B. The right to reside for a minimum of six months
The second issue considered by the Court concerned the actual length of the ‘reasonable period of time’ that jobseekers are entitled to under Article 45 TFEU. To this end, it first recalled Article 6 of Directive 2004/38 that applies to all Union citizens without distinction, irrespective of the intention with which they enter the territory of the host Member State. Union citizens seeking employment are, therefore, entitled to the right of residence for the initial period of three months with no conditions attached, apart from the requirement to hold a valid identity document. The Court then focused on Article 14(4)(b) of Directive 2004/38 by characterizing it as a provision that specifically relates to jobseekers and sets out the conditions governing the retention of their right of residence in the host Member State. 21 Pursuant to it, according to the Court, the ‘reasonable period of time’ guaranteed for Union citizens seeking employment starts to run from the moment when they decide to register as a jobseeker in the host Member State. However, Article 14(4)(b) does not itself contain any indication as to the minimum duration of the ‘reasonable period of time’. 22 The Court, therefore, held that the actual length of that period must ensure the effectiveness of Article 45 TFEU. Against this, having referred to its finding in Antonissen, it concluded that a period of six months from the date of registration as a jobseeker was not insufficient and did not call into question the effectiveness of Article 45 TFEU. 23
C. The conditions for residence as a jobseeker
The final issue addressed in the judgment relates to the nature and timing of obligations that the host Member State can impose on Union citizens seeking employment based on Article 14(4)(b) of Directive 2004/38. The Court started its reasoning by recalling that the objective of the ‘reasonable period of time’ was to allow jobseekers to apprise themselves of offers of employment and take the necessary steps in order to be engaged. According to the Court, during the duration of that period, the national authorities of the host Member State may require a Union citizen to seek employment. However, in the Court's view, only after the ‘reasonable period of time’ elapses that the national authorities are in a position to assess whether the person concerned is continuing to seek employment and has a genuine chance of being engaged. 24 As such, the obligation to produce the evidence stipulated in Article 14(4)(b) in light of Antonissen only arises after the expiration of the ‘reasonable period of time’. In so far as the types of evidence that can be considered to this effect, the Court held that national authorities and courts would have to carry out an overall assessment of all relevant factors, including among others the fact that a jobseeker is registered with national bodies, that he or she regularly approaches potential employers with letters of application or that he or she attends employment interviews. 25 They are also required to give due regard to the situation of the national labour market in the sector corresponding to the occupational qualifications of a jobseeker. However, according to the Court, under Article 14(4)(b), this does not include the refusals of employment offers made by jobseekers that do not meet their professional qualifications.
Commentary
There are two standpoints from which one can view the ruling in G.M.A. v État belge. On first reading, it provides much needed clarification over the extent of residence rights bestowed on jobseekers under Article 45 TFEU. It alleviates the uncertainty that lingered since Antonissen where the Court, resorting to the purposive interpretation of Article 45 TFEU, explicitly recognized Union citizens’ right to seek employment in other Member States. On close analysis, however, the ruling can be construed to nuance the Court's current methodology to ascertain the extent of residence rights bestowed on jobseekers.
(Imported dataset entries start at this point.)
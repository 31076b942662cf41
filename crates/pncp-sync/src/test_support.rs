//! In-memory upstream used by the sync tests.

use std::collections::HashMap;
use std::sync::atomic::{AtomicUsize, Ordering};
use std::sync::Mutex;

use async_trait::async_trait;
use chrono::NaiveDate;
use pncp_adapters::{ContractPage, ProcurementSource};
use pncp_core::{ContractKey, DateWindow};
use serde_json::{json, Value as JsonValue};

pub const TAX_ID: &str = "13650403000128";

#[derive(Default)]
pub struct StubSource {
    pub pages: HashMap<(u32, u32), ContractPage>,
    pub contracts: HashMap<ContractKey, JsonValue>,
    pub items: HashMap<(ContractKey, i64), JsonValue>,
    pub results: HashMap<(ContractKey, i64), Vec<JsonValue>>,
    pub contract_calls: AtomicUsize,
    pub item_calls: AtomicUsize,
    pub listing_windows: Mutex<Vec<DateWindow>>,
}

impl StubSource {
    pub fn key(sequence: i64) -> ContractKey {
        ContractKey::new(TAX_ID, 2025, sequence)
    }

    pub fn add_contract(&mut self, sequence: i64, published: &str) -> ContractKey {
        let key = Self::key(sequence);
        self.contracts.insert(key.clone(), contract_payload(sequence, published));
        key
    }

    pub fn add_item(&mut self, key: &ContractKey, number: i64, status: &str) {
        self.items.insert((key.clone(), number), item_payload(number, status));
        self.results.insert((key.clone(), number), Vec::new());
    }

    pub fn award(&mut self, key: &ContractKey, number: i64, winner: &str, total: f64) {
        self.results.insert(
            (key.clone(), number),
            vec![json!({
                "nomeRazaoSocialFornecedor": winner,
                "niFornecedor": "44555666000177",
                "valorUnitarioHomologado": total,
                "valorTotalHomologado": total,
                "quantidadeHomologada": 1,
                "dataResultado": "2025-12-18T10:00:00"
            })],
        );
    }

    pub fn set_status(&mut self, key: &ContractKey, number: i64, status: &str) {
        self.items.insert((key.clone(), number), item_payload(number, status));
    }

    pub fn list_page(&mut self, modality: u32, page: u32, sequences: &[i64], total_pages: u64) {
        let contracts = sequences
            .iter()
            .filter_map(|s| self.contracts.get(&Self::key(*s)).cloned())
            .collect();
        self.pages.insert(
            (modality, page),
            ContractPage {
                contracts,
                total_pages,
            },
        );
    }

    pub fn contract_calls(&self) -> usize {
        self.contract_calls.load(Ordering::SeqCst)
    }
}

pub fn contract_payload(sequence: i64, published: &str) -> JsonValue {
    json!({
        "orgaoEntidade": {"cnpj": TAX_ID, "razaoSocial": "MUNICIPIO DE EXEMPLO"},
        "anoCompra": 2025,
        "sequencialCompra": sequence,
        "numeroCompra": format!("900{sequence}"),
        "modalidadeNome": "Pregão - Eletrônico",
        "objetoCompra": "Aquisição de materiais",
        "processo": format!("{sequence}/2025"),
        "dataPublicacaoPncp": published
    })
}

fn published_day(contract: &JsonValue) -> Option<NaiveDate> {
    let text = contract.get("dataPublicacaoPncp")?.as_str()?;
    NaiveDate::parse_from_str(text.get(..10)?, "%Y-%m-%d").ok()
}

pub fn item_payload(number: i64, status: &str) -> JsonValue {
    json!({
        "numeroItem": number,
        "descricao": format!("Item {number}"),
        "quantidade": 10,
        "unidadeMedida": "UN",
        "valorUnitarioEstimado": 5.0,
        "valorTotal": 50.0,
        "situacaoCompraItemNome": status
    })
}

#[async_trait]
impl ProcurementSource for StubSource {
    async fn list_contracts(
        &self,
        window: &DateWindow,
        modality: u32,
        page: u32,
    ) -> Option<ContractPage> {
        self.listing_windows
            .lock()
            .expect("listing windows lock")
            .push(*window);
        let mut listing = self.pages.get(&(modality, page)).cloned()?;
        listing.contracts.retain(|c| {
            published_day(c).is_some_and(|day| day >= window.start && day <= window.end)
        });
        Some(listing)
    }

    async fn contract_detail(&self, key: &ContractKey) -> Option<JsonValue> {
        self.contract_calls.fetch_add(1, Ordering::SeqCst);
        self.contracts.get(key).cloned()
    }

    async fn list_items(&self, key: &ContractKey) -> Vec<JsonValue> {
        let mut items: Vec<(i64, JsonValue)> = self
            .items
            .iter()
            .filter(|((k, _), _)| k == key)
            .map(|((_, n), v)| (*n, v.clone()))
            .collect();
        items.sort_by_key(|(n, _)| *n);
        items.into_iter().map(|(_, v)| v).collect()
    }

    async fn item_detail(&self, key: &ContractKey, item_number: i64) -> Option<JsonValue> {
        self.item_calls.fetch_add(1, Ordering::SeqCst);
        self.items.get(&(key.clone(), item_number)).cloned()
    }

    async fn item_results(&self, key: &ContractKey, item_number: i64) -> Option<Vec<JsonValue>> {
        self.results.get(&(key.clone(), item_number)).cloned()
    }
}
Union citizens enjoy the right to reside throughout the European Union pursuant to the Treaty's provisions on free movement and Union citizenship, subject to the framework of limitations and conditions enshrined in Directive 2004/38. While according to the Treaty's free movement provisions, Union citizens are entitled to reside in host Member States without having to fulfil any other conditions, the residence rights originating from the status conferred by Union citizenship are not unconditional. In early rulings, the Court mediated the conferral of primary rights by the Treaty and their qualification by Union secondary law through the insistence on the proportionality assessment of individual circumstances of Union citizens. 26 However, as extensively discussed in the academic literature, 27 more recent rulings have witnessed a methodological shift whereby the Court when defining the extent of residence rights provided to Union citizens attributes finality to their qualification under Union secondary law without the need for individual-centred proportionality assessment. 28 First to endure this jurisprudential approach were economically inactive persons, 29 subsequently followed by first-time job-seekers and those who temporarily retain the status of worker. 30 Considered against this backdrop, G.M.A. v État belge is predominantly built on the purposive interpretation of the primary right under Article 45 TFEU, thus aligning with the approach of the Court prior to its methodological shift. This seems to be prompted by the potential economic credentials of jobseekers but mainly by the fragmented and dispersed outline of their residence rights within the framework of Directive 2004/38.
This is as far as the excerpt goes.